- _TRY IT_
Set down exactly the lines below, starting at the one that contains "if let Some(body)" and ending at the one that contains "logged and left", with both of those lines included and nothing else.

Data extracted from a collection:
--- START ---

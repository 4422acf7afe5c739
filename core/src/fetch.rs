//! In-process execution of the round trip.
//!
//! `HeroFetcher` is `HeroClient` plus a `Transport`: build the request,
//! execute it once, parse the response. There is no retry and no cache; any
//! failure is returned to the caller, who re-invokes to try again.

use async_trait::async_trait;
use tracing::{debug, warn};

use crate::client::HeroClient;
use crate::config::ApiConfig;
use crate::error::ApiError;
use crate::http::{HttpMethod, HttpRequest, HttpResponse};
use crate::types::{HeroDetail, HeroSummary, SearchResult};

/// Executes one `HttpRequest`. Implementations must hand back every status
/// as data; only a failed round trip is an error.
#[async_trait]
pub trait Transport: Send + Sync {
    async fn execute(&self, request: HttpRequest) -> Result<HttpResponse, ApiError>;
}

/// `reqwest`-backed transport.
#[derive(Debug, Clone)]
pub struct ReqwestTransport {
    client: reqwest::Client,
}

impl ReqwestTransport {
    pub fn new(config: &ApiConfig) -> Result<Self, ApiError> {
        let mut builder = reqwest::Client::builder();
        if let Some(timeout) = config.timeout {
            builder = builder.timeout(timeout);
        }
        let client = builder
            .build()
            .map_err(|e| ApiError::Config(format!("cannot build HTTP client: {e}")))?;
        Ok(Self { client })
    }
}

#[async_trait]
impl Transport for ReqwestTransport {
    async fn execute(&self, request: HttpRequest) -> Result<HttpResponse, ApiError> {
        let mut builder = match request.method {
            HttpMethod::Get => self.client.get(&request.path),
        };
        for (key, value) in &request.headers {
            builder = builder.header(key, value);
        }
        if let Some(body) = request.body {
            builder = builder.body(body);
        }

        let response = builder
            .send()
            .await
            .map_err(|e| ApiError::Transport(e.without_url().to_string()))?;

        let status = response.status().as_u16();
        let headers = response
            .headers()
            .iter()
            .filter_map(|(k, v)| Some((k.as_str().to_string(), v.to_str().ok()?.to_string())))
            .collect();
        let body = response
            .text()
            .await
            .map_err(|e| ApiError::Transport(e.without_url().to_string()))?;

        Ok(HttpResponse { status, headers, body })
    }
}

/// Build, execute and parse in one call.
#[derive(Debug, Clone)]
pub struct HeroFetcher<T = ReqwestTransport> {
    client: HeroClient,
    transport: T,
}

impl HeroFetcher<ReqwestTransport> {
    pub fn from_config(config: ApiConfig) -> Result<Self, ApiError> {
        let transport = ReqwestTransport::new(&config)?;
        Ok(Self::new(HeroClient::new(config), transport))
    }
}

impl<T: Transport> HeroFetcher<T> {
    pub fn new(client: HeroClient, transport: T) -> Self {
        Self { client, transport }
    }

    pub fn client(&self) -> &HeroClient {
        &self.client
    }

    pub async fn search_by_query(&self, query: &str) -> Result<SearchResult, ApiError> {
        let request = self.client.build_search(query);
        let response = self.transport.execute(request).await?;
        debug!(query, status = response.status, "search response");
        self.client.parse_search(response)
    }

    pub async fn fetch_by_id(&self, id: &str) -> Result<HeroDetail, ApiError> {
        let request = self.client.build_lookup(id);
        let response = self.transport.execute(request).await?;
        debug!(id, status = response.status, "lookup response");
        self.client.parse_lookup(response)
    }

    /// Look up each id in turn for the home carousel. Failed lookups are
    /// logged and left out; the order of the survivors follows `ids`.
    pub async fn fetch_featured(&self, ids: &[&str]) -> Vec<HeroSummary> {
        let mut featured = Vec::with_capacity(ids.len());
        for id in ids {
            match self.fetch_by_id(id).await {
                Ok(hero) => featured.push(hero.summary()),
                Err(e) => warn!(id, error = %e, "skipping featured hero"),
            }
        }
        featured
    }
}

/// Ids of the heroes shown before the first search: Iron Man, Superman,
/// Spider-Man, Batman.
pub const FEATURED_IDS: [&str; 4] = ["346", "644", "620", "70"];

--- END ---

- _EXPECTED ANSWER_
        if let Some(body) = request.body {
            builder = builder.body(body);
        }

        let response = builder
            .send()
            .await
            .map_err(|e| ApiError::Transport(e.without_url().to_string()))?;

        let status = response.status().as_u16();
        let headers = response
            .headers()
            .iter()
            .filter_map(|(k, v)| Some((k.as_str().to_string(), v.to_str().ok()?.to_string())))
            .collect();
        let body = response
            .text()
            .await
            .map_err(|e| ApiError::Transport(e.without_url().to_string()))?;

        Ok(HttpResponse { status, headers, body })
    }
}

/// Build, execute and parse in one call.
#[derive(Debug, Clone)]
pub struct HeroFetcher<T = ReqwestTransport> {
    client: HeroClient,
    transport: T,
}

impl HeroFetcher<ReqwestTransport> {
    pub fn from_config(config: ApiConfig) -> Result<Self, ApiError> {
        let transport = ReqwestTransport::new(&config)?;
        Ok(Self::new(HeroClient::new(config), transport))
    }
}

impl<T: Transport> HeroFetcher<T> {
    pub fn new(client: HeroClient, transport: T) -> Self {
        Self { client, transport }
    }

    pub fn client(&self) -> &HeroClient {
        &self.client
    }

    pub async fn search_by_query(&self, query: &str) -> Result<SearchResult, ApiError> {
        let request = self.client.build_search(query);
        let response = self.transport.execute(request).await?;
        debug!(query, status = response.status, "search response");
        self.client.parse_search(response)
    }

    pub async fn fetch_by_id(&self, id: &str) -> Result<HeroDetail, ApiError> {
        let request = self.client.build_lookup(id);
        let response = self.transport.execute(request).await?;
        debug!(id, status = response.status, "lookup response");
        self.client.parse_lookup(response)
    }

    /// Look up each id in turn for the home carousel. Failed lookups are
    /// logged and left out; the order of the survivors follows `ids`.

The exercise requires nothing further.